The Australian Government’s publication, The Whole Journey guide is the result of a consultation process early in 2017. This is a guide for thinking beyond compliance to create accessible public transport journeys. With over 50 pages it is comprehensive and a useful document for planners, designers, policy makers, certifiers, operators and users of public transport. The key message is that standards provide minimum requirements, but “there is a great deal more to accessibility than just compliance with the standards.” There are links to other useful documents in the publication.
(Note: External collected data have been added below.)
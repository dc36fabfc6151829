//! Rectangular crop in pixel coordinates.
//!
//! The box may extend past the image on any side. Whatever part of the box
//! falls outside the source is filled with zero pixels, so the result is
//! always exactly the requested size.

use image::{DynamicImage, imageops};
use tracing::debug;

use crate::error::ProcessError;
use crate::limits::check_output_size;

/// Crop region as `(left, top, right, bottom)`, right/bottom exclusive.
#[derive(Debug, Clone, Copy, PartialEq, Eq)]
pub struct CropBox {
    pub left: i64,
    pub top: i64,
    pub right: i64,
    pub bottom: i64,
}

impl CropBox {
    /// Build the box from an offset and extent.
    pub fn from_extent(x: i64, y: i64, width: i64, height: i64) -> Self {
        Self {
            left: x,
            top: y,
            right: x.saturating_add(width),
            bottom: y.saturating_add(height),
        }
    }

    pub fn width(&self) -> i64 {
        self.right - self.left
    }

    pub fn height(&self) -> i64 {
        self.bottom - self.top
    }

    /// Whether the box lies entirely within a `width x height` image.
    pub fn fits_within(&self, width: u32, height: u32) -> bool {
        self.left >= 0
            && self.top >= 0
            && self.right <= i64::from(width)
            && self.bottom <= i64::from(height)
    }
}

/// Cut `bx` out of `img`, padding with zero pixels where it overhangs.
pub fn crop(img: &DynamicImage, bx: CropBox) -> Result<DynamicImage, ProcessError> {
    let (w, h) = (bx.width(), bx.height());
    if w <= 0 || h <= 0 || w > i64::from(u32::MAX) || h > i64::from(u32::MAX) {
        return Err(ProcessError::InvalidCrop {
            width: w,
            height: h,
        });
    }
    let (out_w, out_h) = (w as u32, h as u32);
    check_output_size(u64::from(out_w), u64::from(out_h), img.color())?;

    if bx.fits_within(img.width(), img.height()) {
        debug!(?bx, "Cropping inside image bounds");
        return Ok(img.crop_imm(bx.left as u32, bx.top as u32, out_w, out_h));
    }

    debug!(
        ?bx,
        img_w = img.width(),
        img_h = img.height(),
        "Crop box overhangs image, padding"
    );
    let mut canvas = DynamicImage::new(out_w, out_h, img.color());
    imageops::replace(&mut canvas, img, -bx.left, -bx.top);
    Ok(canvas)
}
George Xinos writes in Sourceable that another review of Transport Standards is due soon.
Citing the National Disability Strategy, the Guide explains universal design by referencing Audirac’s article Accessing Transit as Universal Design, (2008), which is in the context of the American’s with Disabilities Act.
Accessible design: designing for equal useability for people with a diversity of abilities with regard to mobility, facilities, devices and services, and incorporating disability access standards.
Inclusive design: designing products and services for the needs of the widest possible audience, irrespective of age or ability.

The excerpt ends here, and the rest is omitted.